If anything, this case begs for our current laws to be re-examined and puts into the spotlight the need for a living will. We really do need to revisit what constitutes “artificial” live support vs. basic care. We need to take a look at what constitutes “allowing death to naturally occur” as opposed to actively causing it.
Medical ethics is a mess, and as our knowledge and technology keep advancing, it becomes even more so. We learn things that we may wish we never knew, because they effectively annul the knowledge that we thought we had. Take persistent vegetative state. Can anyone really tell us what it means? Do we know that these people are suffering, or that they’re on cloud 9, or that their spirit has long departed from this plane? No, the docs don’t know. Same for patients with Alzheimer’s and dementia. Are we going to decide that they too, can be starved, because their condition is not consistent with life as we know it? And what if a person leaves a living will, which states that “please stop feeding me should I develop Alzheimer’s. I do not choose to live in that manner.” Where do we take that one?

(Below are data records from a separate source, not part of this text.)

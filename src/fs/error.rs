use std::fmt;

/// 文件系统错误类型
#[derive(Debug)]
pub enum FileSystemError {
    Io(std::io::Error),    // 底层 I/O 错误
    Fault,                 // 调用方缓冲区拷贝失败
    NoSpace,               // 写入位置超出单文件最大长度
    DiskFull,              // 块分配器已无空闲块
    InodeFull,             // inode 已满
    // 块号/偏移越过数据区边界
    OutOfRange { block: u32, offset: usize, len: usize },
    NotFound(String),      // 文件不存在，带名字
    AlreadyExists(String), // 文件已存在，带名字
    InvalidPath(String),   // 文件名非法
    InvalidInode(u64),     // inode 无效
    InvalidSeek(i64),      // seek 结果为负
    // 写入位置前面还有未映射的块（不支持空洞）
    Hole { index: u32, mapped: u32 },
    BadDescriptor,         // 打开模式不允许该操作
    Corrupted(String),     // 文件系统损坏
}

impl From<std::io::Error> for FileSystemError {
    fn from(e: std::io::Error) -> Self {
        FileSystemError::Io(e)
    }
}

impl From<bincode::Error> for FileSystemError {
    fn from(e: bincode::Error) -> Self {
        FileSystemError::Corrupted(e.to_string())
    }
}

// 实现 Display trait，用于打印错误信息
impl fmt::Display for FileSystemError {
    fn fmt(&self, f: &mut fmt::Formatter<'_>) -> fmt::Result {
        match self {
            Self::Io(e) => write!(f, "Disk I/O error: {}", e),
            Self::Fault => write!(f, "Bad address"),
            Self::NoSpace => write!(f, "File would exceed the maximum file size"),
            Self::DiskFull => write!(f, "Disk space is full"),
            Self::InodeFull => write!(f, "No free inode available"),
            Self::OutOfRange { block, offset, len } => write!(
                f,
                "Block access out of range: block {}, offset {}, len {}",
                block, offset, len
            ),
            Self::NotFound(name) => write!(f, "File not found: {}", name),
            Self::AlreadyExists(name) => write!(f, "File already exists: {}", name),
            Self::InvalidPath(name) => write!(f, "Invalid file name: {}", name),
            Self::InvalidInode(inode) => write!(f, "Invalid inode: {}", inode),
            Self::InvalidSeek(pos) => write!(f, "Invalid seek position: {}", pos),
            Self::Hole { index, mapped } => write!(
                f,
                "Cannot map block {} while only {} blocks are mapped (holes unsupported)",
                index, mapped
            ),
            Self::BadDescriptor => write!(f, "File not opened for this operation"),
            Self::Corrupted(desc) => write!(f, "File system corrupted: {}", desc),
        }
    }
}

// 支持链式错误，方便追踪底层原因
impl std::error::Error for FileSystemError {
    fn source(&self) -> Option<&(dyn std::error::Error + 'static)> {
        match self {
            Self::Io(e) => Some(e),
            _ => None,
        }
    }
}

/// 文件系统统一结果类型
pub type Result<T> = std::result::Result<T, FileSystemError>;
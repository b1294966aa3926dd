use serde::{Deserialize, Serialize};

use crate::{
    disk::BLOCK_SIZE,
    fs::{
        config::{
            DATA_AREA_START_BLOCK_ID, DATA_BLOCKS, DATA_BLOCK_BITMAP_BLOCK_ID, DIRECTORY_BLOCKS,
            DIRECTORY_START_BLOCK_ID, INODE_TABLE_BLOCKS, INODE_TABLE_START_BLOCK_ID, MAGIC,
            MAX_EXTENTS, TOTAL_BLOCKS, TOTAL_INODES,
        },
        error::{FileSystemError, Result},
    },
};

#[derive(Debug, Serialize, Deserialize, Clone, PartialEq, Eq)]
pub struct SuperBlock {
    pub magic: u64,      // 魔数，用于识别文件系统
    pub fs_type: String, // 文件系统标识
    /** 数据块信息 */
    pub block_size: u64, // 每块大小（字节）
    pub total_blocks: u64, // 设备总块数
    pub data_block_start: u64, // 数据区起始块号
    pub data_blocks: u64, // 数据区块数
    pub block_bitmap_start: u64, // 数据块位图所在块
    /** inode 信息 */
    pub total_inodes: u64, // 总 inode 数
    pub inode_table_start: u64, // inode 表起始块号
    pub inode_table_blocks: u64,
    /** 根目录 */
    pub directory_start: u64,
    pub directory_blocks: u64,
    /** 单文件上限 */
    pub max_extents: u64,
}

impl SuperBlock {
    pub fn new() -> Self {
        Self {
            magic: MAGIC,
            fs_type: "ExtentFS".to_string(),
            block_size: BLOCK_SIZE as u64,
            total_blocks: TOTAL_BLOCKS,
            data_block_start: DATA_AREA_START_BLOCK_ID,
            data_blocks: DATA_BLOCKS,
            block_bitmap_start: DATA_BLOCK_BITMAP_BLOCK_ID,
            total_inodes: TOTAL_INODES,
            inode_table_start: INODE_TABLE_START_BLOCK_ID,
            inode_table_blocks: INODE_TABLE_BLOCKS,
            directory_start: DIRECTORY_START_BLOCK_ID,
            directory_blocks: DIRECTORY_BLOCKS,
            max_extents: MAX_EXTENTS as u64,
        }
    }

    /// 挂载时检查：磁盘上的布局必须和当前编译的常量一致
    pub fn validate(&self) -> Result<()> {
        if self.magic != MAGIC {
            return Err(FileSystemError::Corrupted(format!(
                "bad magic {:#x}",
                self.magic
            )));
        }
        if *self != Self::new() {
            return Err(FileSystemError::Corrupted(format!(
                "layout mismatch: {:?}",
                self
            )));
        }
        Ok(())
    }

    pub fn max_file_size(&self) -> u64 {
        self.max_extents * self.block_size
    }
}

impl Default for SuperBlock {
    fn default() -> Self {
        Self::new()
    }
}
impl FileSystem {
    /// 打开配置里的磁盘镜像：新建的镜像先格式化，否则直接挂载
    pub fn open_disk(config: &FsConfig) -> Result<Self> {
        let (disk, fresh) = FileDisk::open(&config.disk_path, TOTAL_BLOCKS)?;
        if fresh {
            log::info!("no file system on {}, formatting", config.disk_path.display());
            Self::format(Arc::new(disk), &mut |_, _| {})
        } else {
            Self::mount(Arc::new(disk))
        }
    }

    /// 在设备上建立一个空文件系统，数据区清零
    ///
    /// `progress(done, total)` 每清零一个数据块调用一次。
    pub fn format(
        disk: Arc<dyn BlockDevice>,
        progress: &mut dyn FnMut(u64, u64),
    ) -> Result<Self> {
        let fs = Self::empty(disk)?;
        fs.initialize(progress)?;
        Ok(fs)
    }

    fn empty(disk: Arc<dyn BlockDevice>) -> Result<Self> {
        let super_block = SuperBlock::new();
        if disk.block_count() < super_block.total_blocks {
            return Err(FileSystemError::Corrupted(format!(
                "device has {} blocks, need {}",
                disk.block_count(),
                super_block.total_blocks
            )));
        }

        Ok(Self {
            data_bitmap: Mutex::new(DataBlockBitmap::new(
                super_block.data_blocks,
                super_block.block_bitmap_start,
            )),
            inode_table: RwLock::new(InodeTable::new(
                super_block.inode_table_start,
                super_block.inode_table_blocks,
                super_block.total_inodes,
            )),
            root: RwLock::new(Directory::new()),
            data_area: RwLock::new(DataArea::new(
                super_block.data_block_start,
                super_block.data_blocks,
            )),
            super_block,
            disk,
        })
    }

    fn initialize(&self, progress: &mut dyn FnMut(u64, u64)) -> Result<()> {
        let zero = [0u8; BLOCK_SIZE];
        let sb = &self.super_block;
        for i in 0..sb.data_blocks {
            self.disk.write_block(sb.data_block_start + i, &zero)?;
            progress(i + 1, sb.data_blocks);
        }

        self.write_metadata(true)?;
        self.disk.flush()?;
        log::info!("formatted: {:?}", sb);
        Ok(())
    }

    /// 从设备加载文件系统
    pub fn mount(disk: Arc<dyn BlockDevice>) -> Result<Self> {
        let super_block: SuperBlock = read_region(disk.as_ref(), config::SUPER_BLOCK_BLOCK_ID, 1)?;
        super_block.validate()?;

        let bitmap = DataBlockBitmap::load(
            disk.as_ref(),
            super_block.block_bitmap_start,
            super_block.data_blocks,
        )?;
        let inode_table = InodeTable::load(
            disk.as_ref(),
            super_block.inode_table_start,
            super_block.inode_table_blocks,
            super_block.total_inodes,
        )?;
        let root = Directory::load(
            disk.as_ref(),
            super_block.directory_start,
            super_block.directory_blocks,
        )?;
        let mut data_area = DataArea::new(super_block.data_block_start, super_block.data_blocks);
        data_area.load(disk.as_ref())?;

        check_extents(&inode_table, &bitmap)?;
        for entry in root.list_sorted() {
            inode_table.get_inode(entry.inode_index)?;
        }

        log::info!(
            "mounted: {} files, {} of {} data blocks free",
            root.len(),
            bitmap.free_blocks(),
            bitmap.total_blocks()
        );
        Ok(Self {
            disk,
            super_block,
            data_bitmap: Mutex::new(bitmap),
            inode_table: RwLock::new(inode_table),
            root: RwLock::new(root),
            data_area: RwLock::new(data_area),
        })
    }

    /// 在同一块设备上重新格式化；失败时内存中的旧状态保持不变
    pub fn reformat(&mut self, progress: &mut dyn FnMut(u64, u64)) -> Result<()> {
        let fresh = Self::empty(Arc::clone(&self.disk))?;
        fresh.initialize(progress)?;
        *self = fresh;
        Ok(())
    }

    pub fn super_block(&self) -> &SuperBlock {
        &self.super_block
    }

    /// 在根目录下创建空文件，返回 inode 编号
    pub fn create(&self, name: &str) -> Result<u64> {
        Directory::validate_name(name)?;
        let mut root = write_lock(&self.root);
        if root.find(name).is_some() {
            return Err(FileSystemError::AlreadyExists(name.to_string()));
        }
        let index = write_lock(&self.inode_table).alloc_inode()?;
        root.add(index, name)?;
        log::debug!("created {} as inode {}", name, index);
        Ok(index)
    }

    pub fn lookup(&self, name: &str) -> Result<u64> {
        read_lock(&self.root)
            .find(name)
            .ok_or_else(|| FileSystemError::NotFound(name.to_string()))
    }

    pub fn open(&self, name: &str, flags: OpenFlags) -> Result<OpenFile> {
        let index = self.lookup(name)?;
        let inode = read_lock(&self.inode_table).get_inode(index)?;
        let mut file = OpenFile::new(inode, flags);
        FileOperations::open(self, &mut file)?;
        Ok(file)
    }

    /// 根目录下所有文件的 (名字, 大小)
    pub fn list(&self) -> Result<Vec<(String, u64)>> {
        let root = read_lock(&self.root);
        let table = read_lock(&self.inode_table);
        root.list_sorted()
            .into_iter()
            .map(|entry| {
                let inode = table.get_inode(entry.inode_index)?;
                let size = lock_inode(&inode).size;
                Ok((entry.name.clone(), size))
            })
            .collect()
    }

    pub fn stat(&self, name: &str) -> Result<FileStat> {
        let index = self.lookup(name)?;
        let inode = read_lock(&self.inode_table).get_inode(index)?;
        let inode = lock_inode(&inode);
        Ok(FileStat {
            name: name.to_string(),
            inode_index: index,
            id: inode.id.clone(),
            size: inode.size,
            block_count: inode.block_count(),
            extents: inode.extents.mapped().to_vec(),
            atime: inode.atime,
            mtime: inode.mtime,
            ctime: inode.ctime,
        })
    }

    pub fn usage(&self) -> Usage {
        let table = read_lock(&self.inode_table);
        let bitmap = self.data_bitmap.lock().unwrap_or_else(PoisonError::into_inner);
        Usage {
            data_blocks: bitmap.total_blocks(),
            free_data_blocks: bitmap.free_blocks(),
            inodes: table.capacity(),
            free_inodes: table.capacity() - table.used(),
        }
    }

    /// 把所有元数据、脏 inode 和脏数据块写回磁盘
    pub fn sync(&self) -> Result<SyncReport> {
        let inodes = self.write_metadata(false)?;
        let data_blocks = write_lock(&self.data_area).sync(self.disk.as_ref())?;
        self.disk.flush()?;

        let report = SyncReport {
            inodes,
            data_blocks,
        };
        log::info!("sync: {:?}", report);
        Ok(report)
    }

    // force 为 true 时即使没有脏 inode 也写一遍 inode 表（格式化用）
    fn write_metadata(&self, force: bool) -> Result<usize> {
        let disk = self.disk.as_ref();
        write_region(disk, config::SUPER_BLOCK_BLOCK_ID, 1, &self.super_block)?;

        let inodes = read_lock(&self.inode_table).sync(disk, force)?;

        read_lock(&self.root).sync(
            disk,
            self.super_block.directory_start,
            self.super_block.directory_blocks,
        )?;
        self.data_bitmap
            .lock()
            .unwrap_or_else(PoisonError::into_inner)
            .sync(disk)?;
        Ok(inodes)
    }
}
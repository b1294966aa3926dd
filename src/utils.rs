use chrono::{TimeZone, Utc};
use uuid::Uuid;

/// 当前 Unix 时间戳（秒）
pub fn current_timestamp() -> u64 {
    Utc::now().timestamp().max(0) as u64
}

/// 时间戳格式化为可读字符串，用于 stat 输出
pub fn format_timestamp(ts: u64) -> String {
    match Utc.timestamp_opt(ts as i64, 0).single() {
        Some(t) => t.format("%Y-%m-%d %H:%M:%S UTC").to_string(),
        None => ts.to_string(),
    }
}

/// 生成一个随机唯一 ID
pub fn generate_uuid() -> String {
    Uuid::new_v4().to_string()
}
use std::fmt;
use std::fs;
use std::io::{self, Write};
use std::path::{Path, PathBuf};
use std::process::{ExitStatus, Stdio};

use tracing::{debug, info, instrument, warn};

use crate::vernissage::cmd::command::{CommandLine, normalize_path};
use crate::vernissage::cmd::config::{ConverterConfig, RESET_SENTINEL};
use crate::vernissage::cmd::error::{Result, ToolError};
use crate::vernissage::cmd::exporter::Exporter;

/// Parameters for a single conversion run.
#[derive(Debug)]
pub struct ConversionRequest {
    input_dir: PathBuf,
    output_dir: PathBuf,
    verbose: bool,
    stdout: Option<Stdio>,
    stderr: Option<Stdio>,
}

impl ConversionRequest {
    /// Verbose request with the exporter's streams inherited from this process.
    pub fn new(input_dir: impl Into<PathBuf>, output_dir: impl Into<PathBuf>) -> Self {
        Self {
            input_dir: input_dir.into(),
            output_dir: output_dir.into(),
            verbose: true,
            stdout: None,
            stderr: None,
        }
    }

    pub fn verbose(mut self, verbose: bool) -> Self {
        self.verbose = verbose;
        self
    }

    /// Redirects the exporter's standard output.
    pub fn stdout(mut self, sink: impl Into<Stdio>) -> Self {
        self.stdout = Some(sink.into());
        self
    }

    /// Redirects the exporter's standard error.
    pub fn stderr(mut self, sink: impl Into<Stdio>) -> Self {
        self.stderr = Some(sink.into());
        self
    }
}

/// What happened during a conversion run.
#[derive(Debug, Clone)]
pub struct ConversionOutcome {
    /// The command line exactly as it was announced.
    pub command_line: String,
    /// Normalised output directory handed to the tool.
    pub output_dir: PathBuf,
    /// Whether the output directory had to be created.
    pub created_output_dir: bool,
    /// Exit status reported by the exporter.
    pub status: ExitStatus,
}

impl ConversionOutcome {
    pub fn success(&self) -> bool {
        self.status.success()
    }

    /// Turns an unsuccessful exit status into an error.
    pub fn ensure_success(self) -> Result<Self> {
        if self.success() {
            Ok(self)
        } else {
            Err(ToolError::ExporterFailed {
                status: self.status,
            })
        }
    }
}

/// Drives `VernissageCmd.exe` with the current configuration.
///
/// Human-readable notices (configuration changes, directory creation, the
/// command line) are written to the console writer, standard output unless
/// replaced with [`Converter::with_console`].
pub struct Converter {
    config: ConverterConfig,
    console: Box<dyn Write + Send>,
}

impl Converter {
    pub fn new() -> Self {
        Self::with_config(ConverterConfig::default())
    }

    pub fn with_config(config: ConverterConfig) -> Self {
        Self {
            config,
            console: Box::new(io::stdout()),
        }
    }

    /// Replaces the writer that receives notices.
    pub fn with_console(mut self, console: impl Write + Send + 'static) -> Self {
        self.console = Box::new(console);
        self
    }

    pub fn config(&self) -> &ConverterConfig {
        &self.config
    }

    pub fn tool_path(&self) -> &Path {
        &self.config.tool_path
    }

    pub fn exporter(&self) -> Exporter {
        self.config.exporter
    }

    pub fn exporter_name(&self) -> &'static str {
        self.config.exporter.as_str()
    }

    /// Points the converter at a different executable. `"default"` restores
    /// the stock installation path; anything else is kept as given.
    pub fn set_tool_path(&mut self, path: impl Into<PathBuf>) {
        let path = path.into();
        self.config.tool_path = if path.as_os_str() == RESET_SENTINEL {
            ConverterConfig::default_tool_path().to_path_buf()
        } else {
            path
        };
        let message = format!(
            "VernissageCmd.exe path changed to {}",
            self.config.tool_path.display()
        );
        self.notify(&message);
    }

    /// Selects the exporter plugin by name. `"default"` restores
    /// [`Exporter::Flattener`]. Unknown names leave the configuration as it
    /// was and are reported both on the console and as an error.
    pub fn set_exporter_name(&mut self, name: &str) -> Result<Exporter> {
        let exporter = if name == RESET_SENTINEL {
            Exporter::default()
        } else {
            match name.parse::<Exporter>() {
                Ok(exporter) => exporter,
                Err(error) => {
                    let allowed: Vec<String> = Exporter::names()
                        .into_iter()
                        .map(|allowed| format!("'{allowed}'"))
                        .collect();
                    let message = format!(
                        "Unknown Exporter: {name}. Please use one of [{}].",
                        allowed.join(", ")
                    );
                    self.notify(&message);
                    return Err(error);
                }
            }
        };

        self.config.exporter = exporter;
        self.notify(&format!("Vernissage exporter changed to: {exporter}"));
        Ok(exporter)
    }

    /// Converts every file under the request's input directory into the
    /// output directory, creating the latter (one level only) when missing.
    ///
    /// Blocks until the exporter exits. A failing exit status is logged and
    /// returned in the outcome rather than raised; see
    /// [`ConversionOutcome::ensure_success`].
    #[instrument(
        level = "info",
        skip_all,
        fields(
            input = %request.input_dir.display(),
            output = %request.output_dir.display(),
            exporter = %self.config.exporter
        )
    )]
    pub fn convert(&mut self, request: ConversionRequest) -> Result<ConversionOutcome> {
        let input_dir = normalize_path(&request.input_dir);
        let output_dir = normalize_path(&request.output_dir);

        let created_output_dir = self.ensure_output_dir(&output_dir, request.verbose)?;

        let line = CommandLine::new(&self.config, &input_dir, &output_dir);
        let command_line = line.to_string();
        self.notify(&command_line);
        if request.verbose {
            self.notify(&format!("Converting data to: {}", output_dir.display()));
        }
        // Keep notices ahead of anything the exporter writes to the same stream.
        if let Err(error) = self.console.flush() {
            debug!(%error, "failed to flush console");
        }

        let mut command = line.to_command();
        if let Some(stdout) = request.stdout {
            command.stdout(stdout);
        }
        if let Some(stderr) = request.stderr {
            command.stderr(stderr);
        }
        debug!(argv = ?line.argv(), "launching exporter");

        let status = command.status().map_err(|source| ToolError::Launch {
            program: line.program().to_path_buf(),
            source,
        })?;

        if status.success() {
            info!(%status, "conversion finished");
        } else {
            warn!(%status, "exporter reported failure");
        }

        Ok(ConversionOutcome {
            command_line,
            output_dir,
            created_output_dir,
            status,
        })
    }

    fn ensure_output_dir(&mut self, output_dir: &Path, verbose: bool) -> Result<bool> {
        if output_dir.is_dir() {
            debug!("output directory already present");
            return Ok(false);
        }

        if verbose {
            self.notify(&format!("Creating {}", output_dir.display()));
        }
        match fs::create_dir(output_dir) {
            Ok(()) => Ok(true),
            // Someone else created it between the check and here.
            Err(error) if error.kind() == io::ErrorKind::AlreadyExists && output_dir.is_dir() => {
                Ok(false)
            }
            Err(source) => Err(ToolError::CreateOutputDir {
                path: output_dir.to_path_buf(),
                source,
            }),
        }
    }

    fn notify(&mut self, message: &str) {
        if let Err(error) = writeln!(self.console, "{message}") {
            debug!(%error, "failed to write console notice");
        }
    }
}

impl Default for Converter {
    fn default() -> Self {
        Self::new()
    }
}

impl fmt::Debug for Converter {
    fn fmt(&self, f: &mut fmt::Formatter<'_>) -> fmt::Result {
        f.debug_struct("Converter")
            .field("config", &self.config)
            .finish_non_exhaustive()
    }
}
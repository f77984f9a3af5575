use std::ffi::OsString;
use std::fmt;
use std::path::{Component, Path, PathBuf};
use std::process::Command;

use crate::vernissage::cmd::config::ConverterConfig;
use crate::vernissage::cmd::exporter::Exporter;

/// Lexically normalises a path: drops `.` segments, folds `name/..` pairs,
/// collapses repeated separators and renders with the platform separator.
///
/// The filesystem is never consulted, so symlinks are not resolved. An empty
/// result becomes `.`.
pub fn normalize_path(path: &Path) -> PathBuf {
    let mut parts: Vec<Component<'_>> = Vec::new();

    for component in path.components() {
        match component {
            Component::CurDir => {}
            Component::ParentDir => {
                if matches!(parts.last(), Some(Component::Normal(_))) {
                    parts.pop();
                } else if !matches!(parts.last(), Some(Component::RootDir)) {
                    // Leading `..` survives; `..` directly under the root is dropped.
                    parts.push(component);
                }
            }
            other => parts.push(other),
        }
    }

    if parts.is_empty() {
        return PathBuf::from(".");
    }
    parts.iter().collect()
}

/// One invocation of the exporter tool.
///
/// Renders as `<tool> -path "<input>" -outdir "<output>" -exporter <name>`.
/// Only the paths are quoted; the exporter name is passed bare and the tool
/// is expected to read everything after `-exporter` as the name.
#[derive(Debug, Clone, PartialEq, Eq)]
pub struct CommandLine {
    program: PathBuf,
    input: PathBuf,
    output: PathBuf,
    exporter: Exporter,
}

impl CommandLine {
    pub fn new(config: &ConverterConfig, input: &Path, output: &Path) -> Self {
        Self {
            program: config.tool_path.clone(),
            input: input.to_path_buf(),
            output: output.to_path_buf(),
            exporter: config.exporter,
        }
    }

    pub fn program(&self) -> &Path {
        &self.program
    }

    /// Argument text following the program, exactly as the tool receives it
    /// on Windows.
    pub fn arguments(&self) -> String {
        format!(
            "-path \"{}\" -outdir \"{}\" -exporter {}",
            self.input.display(),
            self.output.display(),
            self.exporter
        )
    }

    /// Argument vector equivalent to [`CommandLine::arguments`] after the
    /// tool's own tokenisation: the unquoted exporter name splits on spaces.
    pub fn argv(&self) -> Vec<OsString> {
        let mut argv: Vec<OsString> = vec![
            "-path".into(),
            self.input.clone().into_os_string(),
            "-outdir".into(),
            self.output.clone().into_os_string(),
            "-exporter".into(),
        ];
        argv.extend(self.exporter.as_str().split_whitespace().map(OsString::from));
        argv
    }

    /// Builds the process to spawn. Standard streams are left for the caller
    /// to configure.
    pub fn to_command(&self) -> Command {
        let mut command = Command::new(&self.program);
        #[cfg(windows)]
        {
            use std::os::windows::process::CommandExt;
            command.raw_arg(self.arguments());
        }
        #[cfg(not(windows))]
        {
            command.args(self.argv());
        }
        command
    }
}

impl fmt::Display for CommandLine {
    fn fmt(&self, f: &mut fmt::Formatter<'_>) -> fmt::Result {
        write!(f, "{} {}", self.program.display(), self.arguments())
    }
}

I am glad that Terri is no longer in a state of limbo. Now Michael can live happily ever after with his not-so-new new wife and kids, and the world will be a better place because we “allowed” Terri to die. Just as a footnote; Michael is such a good husband that he is commanding that Terri be cremated immediately, and denying her family the right to give her a Catholic funeral and burial. The woman is dead for God’s sake. What difference does it make if she’s cremated or buried? Terri was a Roman Catholic, and it does seem that she would have preferred a traditional burial. But then, I guess Michael will jolt his memory and suddenly recall, “I think that Terri once said she’d prefer cremation!”
Over and out.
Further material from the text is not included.